Law Office of James Novak

A medical marijuana cardholder can raise an affirmative defense when charged with driving under the influence under § 28-1381(A)(3).

Recently, an Arizona appellate court considered an important case where the Justices reviewed what it takes to prove this affirmative defense.

This article sheds light on some important related criminal law and defense topics:

  • 3 ways a person facing Medical Marijuana DUI charges may establish an affirmative defense;
  • The burden of proof for an Affirmative Defense;
  • 10 other common challenges for Marijuana DUI charges;
  • How a criminal attorney can defend your Marijuana DUI charges

Overview of Arizona Court of Appeals Opinion

The incident began after the defendant was stopped by police for allowing his vehicle to drift slightly into the next lane.

When an officer approached the car, he smelled marijuana.

The defendant told the officer he’d been speaking to someone else in the car and moved the car back into place after he realized it drifted across the line.

The officer saw that the defendant’s eyes were watery and bloodshot.

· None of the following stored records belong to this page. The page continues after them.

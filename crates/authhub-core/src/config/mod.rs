//! Application configuration schemas.
//!
//! All configuration structs are deserialized from TOML files via the
//! `config` crate. Each sub-module represents a logical configuration
//! section.

pub mod acl;
pub mod app;
pub mod auth;
pub mod cache;
pub mod logging;
pub mod oauth;
pub mod session;

use serde::{Deserialize, Serialize};

use self::acl::AclConfig;
use self::app::ServerConfig;
use self::auth::AuthConfig;
use self::cache::CacheConfig;
use self::logging::LoggingConfig;
use self::oauth::OAuthConfig;
use self::session::SessionConfig;

use crate::error::AppError;

/// Root application configuration.
///
/// This struct is the top-level deserialization target for the merged
/// TOML configuration files (default.toml + environment overlay).
#[derive(Debug, Clone, Serialize, Deserialize)]
pub struct AppConfig {
    /// HTTP server settings.
    #[serde(default)]
    pub server: ServerConfig,
    /// Shared key-value store settings.
    #[serde(default)]
    pub cache: CacheConfig,
    /// Token signing and password hashing settings.
    #[serde(default)]
    pub auth: AuthConfig,
    /// Session lifecycle settings.
    #[serde(default)]
    pub session: SessionConfig,
    /// OAuth identity provider settings.
    #[serde(default)]
    pub oauth: OAuthConfig,
    /// Method access control settings.
    #[serde(default)]
    pub acl: AclConfig,
    /// Logging settings.
    #[serde(default)]
    pub logging: LoggingConfig,
}

impl Default for AppConfig {
    fn default() -> Self {
        Self {
            server: ServerConfig::default(),
            cache: CacheConfig::default(),
            auth: AuthConfig::default(),
            session: SessionConfig::default(),
            oauth: OAuthConfig::default(),
            acl: AclConfig::default(),
            logging: LoggingConfig::default(),
        }
    }
}

impl AppConfig {
    /// Load configuration from TOML files.
    ///
    /// Merges the default configuration with an environment-specific overlay
    /// and environment variables prefixed with `AUTHHUB__`.
    pub fn load(env: &str) -> Result<Self, AppError> {
        let config = config::Config::builder()
            .add_source(config::File::with_name("config/default").required(false))
            .add_source(config::File::with_name(&format!("config/{env}")).required(false))
            .add_source(
                config::Environment::with_prefix("AUTHHUB")
                    .separator("__")
                    .try_parsing(true),
            )
            .build()
            .map_err(|e| AppError::configuration(format!("Failed to build config: {e}")))?;

        config
            .try_deserialize()
            .map_err(|e| AppError::configuration(format!("Failed to deserialize config: {e}")))
    }
}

He asked the defendant when he’d last smoked marijuana.

The defendant told the officer he had smoked marijuana that morning just after he woke up.

During one of the DUI field sobriety tests, the officer reported that defendant had body and eye tremors.

The suspect was charged with driving under the influence of marijuana or its metabolite under A.R.S. § 28-1381(A)(3), and impaired driving to the slightest degree under A.R.S. § 28-1381(A)(1).

Before the trial began, the prosecution tried to keep out evidence that the defendant had a medical marijuana card.

The defendant argued that it was unfair for the jury to think it was illegal for him to smoke marijuana.

Before the Arizona Supreme Court ruled on another important medical marijuana card case (Dobson), the State’s motion to exclude the evidence was granted on the ground that the medical marijuana card was irrelevant.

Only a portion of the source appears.